Edinburgh Napier University

  Rheumatoid Arthritis (RA) is a systemic autoimmune disease that develops when the immune system loses tolerance to self, resulting in effector cells erroneously causing joint damage. Despite advances in biological therapy there is currently no cure for RA. Regulatory T-cells (Tregs) can regulate a broad range of immune effector cells when specific antigens (Ag) activate them through their individual T cell receptors (TCR). Using retroviral gene transfer, Tregs can be modified to express a chosen disease-related TCR, producing an Ag-specific Treg population that can target and suppress inflammatory arthritis in murine models. In this study the aim was to validate a reproducible method of generating Ag-specific Tregs from human peripheral blood. The results of this research demonstrates the successful TCR transduction into isolated human Treg cells. This was achieved by completing the outlined objectives to optimise the transduction process and the isolation of Tregs from peripheral blood.

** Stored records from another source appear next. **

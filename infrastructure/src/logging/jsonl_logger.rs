//! JSONL transcript writer for workflow runs.
//!
//! Every [`ConversationEvent`] becomes one JSON line carrying the event
//! `type`, a millisecond `timestamp`, the `run_id` and a per-run `seq`
//! number, merged with the event payload.

use pecko_application::{ConversationEvent, ConversationLogger};
use serde_json::{Map, Value};
use std::fs::{self, File};
use std::io::{self, BufWriter, Write};
use std::path::{Path, PathBuf};
use std::sync::Mutex;
use std::sync::atomic::{AtomicU64, Ordering};
use tracing::warn;

/// Suffix of every transcript file
pub const TRANSCRIPT_SUFFIX: &str = ".conversation.jsonl";

/// Transcript logger that writes one JSON object per line.
///
/// Thread-safe via `Mutex<BufWriter<File>>`. Flushes after every line and on `Drop`.
pub struct JsonlConversationLogger {
    writer: Mutex<BufWriter<File>>,
    path: PathBuf,
    run_id: String,
    seq: AtomicU64,
}

impl JsonlConversationLogger {
    /// Create a logger writing to `path`, creating parent directories.
    pub fn new(path: impl AsRef<Path>, run_id: impl Into<String>) -> io::Result<Self> {
        let path = path.as_ref();
        if let Some(parent) = path.parent() {
            fs::create_dir_all(parent)?;
        }
        let file = File::create(path)?;

        Ok(Self {
            writer: Mutex::new(BufWriter::new(file)),
            path: path.to_path_buf(),
            run_id: run_id.into(),
            seq: AtomicU64::new(0),
        })
    }

    /// Open a fresh `<timestamp>.conversation.jsonl` file in `logs_dir`.
    ///
    /// The timestamp doubles as the run id. Returns `None` (after a warning)
    /// when the file cannot be created, so a broken log directory never
    /// stops a run.
    pub fn for_run(logs_dir: impl AsRef<Path>) -> Option<Self> {
        let logs_dir = logs_dir.as_ref();
        let run_id = chrono::Utc::now().format("%Y%m%dT%H%M%S%.3fZ").to_string();
        let path = logs_dir.join(format!("{}{}", run_id, TRANSCRIPT_SUFFIX));

        match Self::new(&path, run_id) {
            Ok(logger) => Some(logger),
            Err(e) => {
                warn!(
                    "Could not create conversation log {}: {}",
                    path.display(),
                    e
                );
                None
            }
        }
    }

    pub fn path(&self) -> &Path {
        &self.path
    }

    pub fn run_id(&self) -> &str {
        &self.run_id
    }

    fn record(&self, event: ConversationEvent) -> Value {
        let timestamp = chrono::Utc::now().to_rfc3339_opts(chrono::SecondsFormat::Millis, true);
        let seq = self.seq.fetch_add(1, Ordering::Relaxed);

        let mut map = match event.payload {
            Value::Object(map) => map,
            other => {
                let mut map = Map::new();
                map.insert("data".to_string(), other);
                map
            }
        };
        map.insert("type".to_string(), Value::from(event.event_type));
        map.insert("timestamp".to_string(), Value::from(timestamp));
        map.insert("run_id".to_string(), Value::from(self.run_id.as_str()));
        map.insert("seq".to_string(), Value::from(seq));
        Value::Object(map)
    }
}

impl ConversationLogger for JsonlConversationLogger {
    fn log(&self, event: ConversationEvent) {
        let record = self.record(event);
        let Ok(line) = serde_json::to_string(&record) else {
            return;
        };

        if let Ok(mut writer) = self.writer.lock()
            && let Err(e) = writeln!(writer, "{}", line).and_then(|_| writer.flush())
        {
            warn!("Could not write conversation log {}: {}", self.path.display(), e);
        }
    }
}

impl Drop for JsonlConversationLogger {
    fn drop(&mut self) {
        if let Ok(mut writer) = self.writer.lock() {
            let _ = writer.flush();
        }
    }
}
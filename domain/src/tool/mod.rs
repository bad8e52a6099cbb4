//! Tool domain module
//!
//! Defines how roles interact with the workspace: every tool is described by
//! a [`ToolDefinition`], invoked through a [`ToolCall`] and answers with a
//! textual [`ToolResult`].
//!
//! ```text
//! ┌──────────────┐    ┌──────────────┐    ┌──────────────┐
//! │ ToolSpec     │───▶│ ToolCall     │───▶│ ToolResult   │
//! │ (registry)   │    │ (invocation) │    │ (text)       │
//! └──────┬───────┘    └──────────────┘    └──────────────┘
//!        │
//!        └─ ToolSet: the subset a role may call
//! ```
//!
//! # Capability scoping
//!
//! | Role | `list_files` | `read_file` | `write_file` |
//! |------|:---:|:---:|:---:|
//! | agent | yes | yes | yes |
//! | planner | yes | yes | - |
//! | worker | yes | yes | yes |
//! | reviewer | yes | yes | - |
//!
//! # Architecture
//!
//! - **Domain** (this module): pure definitions, no I/O
//! - **Application** (`ToolExecutorPort`): port trait for tool execution
//! - **Infrastructure** (`LocalToolExecutor`): sandboxed file I/O

pub mod entities;
pub mod traits;
pub mod value_objects;

pub use entities::{ToolCall, ToolDefinition, ToolName, ToolSet, ToolSpec};
pub use traits::{DefaultToolValidator, ToolValidator};
pub use value_objects::{ToolError, ToolOutput, ToolResult};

By sorting on the CD4+CD25+CD127dim cell population, Tregs were isolated and the purity of the population demonstrated by the high percentage of FoxP3 expressing cells. The results further show that FoxP3 is maintained after the transduction process. It is now necessary to demonstrate the working functional capacity of the transduced Tregs using a robust antigen-specific suppression assay. With the future goal of transitioning this approach into a human clinical setting, the method requires further validation to prove a reproducible method of generating Ag-specific Tregs from human peripheral blood taken from RA patients. This has implications for the advancement for adoptive Treg therapy to treat RA and other autoimmune diseases and will highlight the necessity of considering treatments in the context of an inflammatory environment. It will be important to understand the nature of any defects in the Treg subsets and how these might be corrected.